企業活動において、コミュニケーションを行う相手は大きく3つに分類されます。サポートデスク等で利用されているチャットbotなどもありますが、今回は「人と人のコミュニケーション」に限定して考えたいと思います。

企業における人対人のコミュニケーションの相手
・社内のメンバー
・取引先など他の企業
・個人顧客(コンシューマー)

BtoCビジネスを行わない企業の場合、個人顧客との双方向コミュニケーションの機会は稀かもしれません。

社内コミュニケーションツールとして

チャットツールの活用が最も期待されている領域が社内コミュニケーションです。
「チャットツールのビジネス利用」が流行しはじめたのも、Skypeなどのオープンチャットではなく企業内などに閉じたクローズドチャットを手軽で安全に利用できるようになったことが一因です。

電話は相手のタイミングを考慮せずに相手の時間を奪う恐れがあります。
しかし二言三言で済むような話をわざわざメールで書くのは面倒だし、他のメールに埋もれてなかなか返事がもらえないかもしれません。
それを防ぐために「さっきメールした件なのですが」という電話を入れるという本末転倒な行動でさらに時間が奪われていきます。

こうした不毛なコミュニケーションコストを削減することが期待されるのがチャットツールです。

ただし利用者と利用シーンを考えないと十分な利便性は得ることができません。

例えば基本的には自分のデスクで仕事をしていて外出が少ない職種であれば、PC上のみでやりとりができるツールで十分事足ります。
しかし外出が多い営業職や現場作業者などは、常時PCが見られるわけではないので携帯から使える、あるいは通知されるツールであることが求められます。
さらにPCと携帯の両方から操作できて、どちらから使用しても双方の過去の履歴見える必要があるという使い方も想定できます。

社内利用であればSkype for businessやHangouts Chat(GSuite)、kintoneなどのグループウェアや社内向け統合サービスの一部の機能を利用することが想定されます。
これらのツールは社外接続ができないか一定の制限をかけることができるため、社内に閉じた利用を行うことができます。
またグループウェアとして既にOffice365やGSuiteを利用していれば、新たなコストを発生させずに利用が開始できます。

ここからは具体的にいくつかのツールを紹介していきたいと思います。
紹介するツールの中でHangouts Chat以外の2つは管理者の許可によって外部ユーザーとのコミュニケーションに利用することも可能です。
Hangouts Chatも今後外部コミュニケーション機能を拡充する予定とのことです。

Hangouts Chat

Hangouts Chatは通常のハングアウトをGSuite用に拡張させたものです。
通常のハングアウトとは以下のような機能で違いがあります。

・チャットルーム機能:ハングアウトのグループチャットと違い、ユーザーの追加/削除やチャットルーム内で会話のスレッド化ができます。
・botの利用:botを利用することでGoogleカレンダーやGoogleドライブなどをチャットから直接呼び出したり編集することができます。

ちなみに通常のハングアウトとの互換性もあります。

ハングアウトと同様にスマホアプリもあり、当然会話履歴はGoogleクラウド上に保管されているのでどこから接続しても過去の会話は閲覧できます。

既にGSuiteを利用している、社有携帯でAndroidスマートフォンを利用している場合はうってつけのツールです。

ちなみに両方の条件を満たしている弊社では、未だ利用が進んでいません(涙)。
理由は色々ありますが、スマートフォン移行から日が浅いこと、携帯を内線化しているので短い要件や即応が必要な事項は電話を使う習慣がついていること、そもそもハングアウトを知らないことが挙げられます(号泣)。

ハングアウトを知ってもらうためも兼ねて、最近ようやく遠隔地の面談をハングアウトで行うことを公式手順にしてもらいました。

啓蒙活動は道半ばですが、最終的には情シスへの問い合わせをHangouts Chatに集約したいと目論んでいます。

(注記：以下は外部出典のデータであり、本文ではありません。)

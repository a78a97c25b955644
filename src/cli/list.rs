//! List command implementation

use crate::client::ApiClient;
use crate::config::ClientConfig;
use crate::Result;
use clap::Args;

/// Arguments for the list command
#[derive(Args)]
pub struct ListArgs {
    /// API server URL (overrides API_URL)
    #[arg(long)]
    pub api_url: Option<String>,

    /// Page to fetch (1-based)
    #[arg(long)]
    pub page: Option<usize>,

    /// Summaries per page
    #[arg(long)]
    pub page_size: Option<usize>,
}

/// Run the list command
pub async fn run(args: ListArgs) -> Result<()> {
    let mut config = ClientConfig::from_env()?;
    if let Some(url) = args.api_url {
        config.api_url = url;
    }
    let client = ApiClient::new(&config)?;

    let bundles = client.list_bundles(args.page, args.page_size).await?;

    if bundles.is_empty() {
        println!("No bundles found.");
        return Ok(());
    }

    println!(
        "{:<28} {:<22} {:>7} {:>12}  {}",
        "ID", "CREATED", "FILES", "SIZE", "MERKLE ROOT"
    );
    for bundle in bundles {
        println!(
            "{:<28} {:<22} {:>7} {:>12}  {}",
            bundle.id,
            bundle.created_at,
            bundle.file_count,
            format_bytes(bundle.total_bytes),
            &bundle.merkle_root[..12],
        );
    }

    Ok(())
}

fn format_bytes(bytes: u64) -> String {
    const UNITS: &[&str] = &["B", "KiB", "MiB", "GiB", "TiB"];
    let mut size = bytes as f64;
    let mut unit_index = 0;

    while size >= 1024.0 && unit_index < UNITS.len() - 1 {
        size /= 1024.0;
        unit_index += 1;
    }

    if unit_index == 0 {
        format!("{} {}", bytes, UNITS[unit_index])
    } else {
        format!("{:.1} {}", size, UNITS[unit_index])
    }
}

#[cfg(test)]
mod tests {
    use super::*;
    use pretty_assertions::assert_eq;

    #[test]
    fn test_format_bytes() {
        assert_eq!(format_bytes(0), "0 B");
        assert_eq!(format_bytes(512), "512 B");
        assert_eq!(format_bytes(2048), "2.0 KiB");
        assert_eq!(format_bytes(5 * 1024 * 1024), "5.0 MiB");
    }
}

電話が鳴りすぎだし、メールも埋もれるので。

Skype for business

言わずと知れたSkypeの社内利用版です。Office365であればBusiness Premium以上のバージョンで標準利用できますし、Skype for business単独での導入も可能です。
通常のSkypeの操作性で社内利用に限定した使い方が可能で、通信の暗号化や多要素認証などセキュリティ面が充実しています。
当然ファイル共有もできますし、ビデオチャット、通話、テキストチャット全てを1つのツールで包括しています。

尚、Hangouts Chatの場合ビデオチャットはHangouts Meetと連動する必要があります。通常のハングアウトが両方できるのに対してやや利便性が劣ります。
ただしHangouts MeetはChromeboxという強力なテレビ会議デバイスと対応しており、多拠点接続で高画質なテレビ会議を可能にします。

Outlookと連携すれば会話履歴はOutlookに保存されるのでメールとの一元管理が可能で、Skype for Business OnlineとExchange Onlineを組み合わせればオンラインに履歴保存することができます。Office365 Business Premium以上であればどちらも標準提供されています。またスマホアプリもあるためモバイルからの利用も可能です。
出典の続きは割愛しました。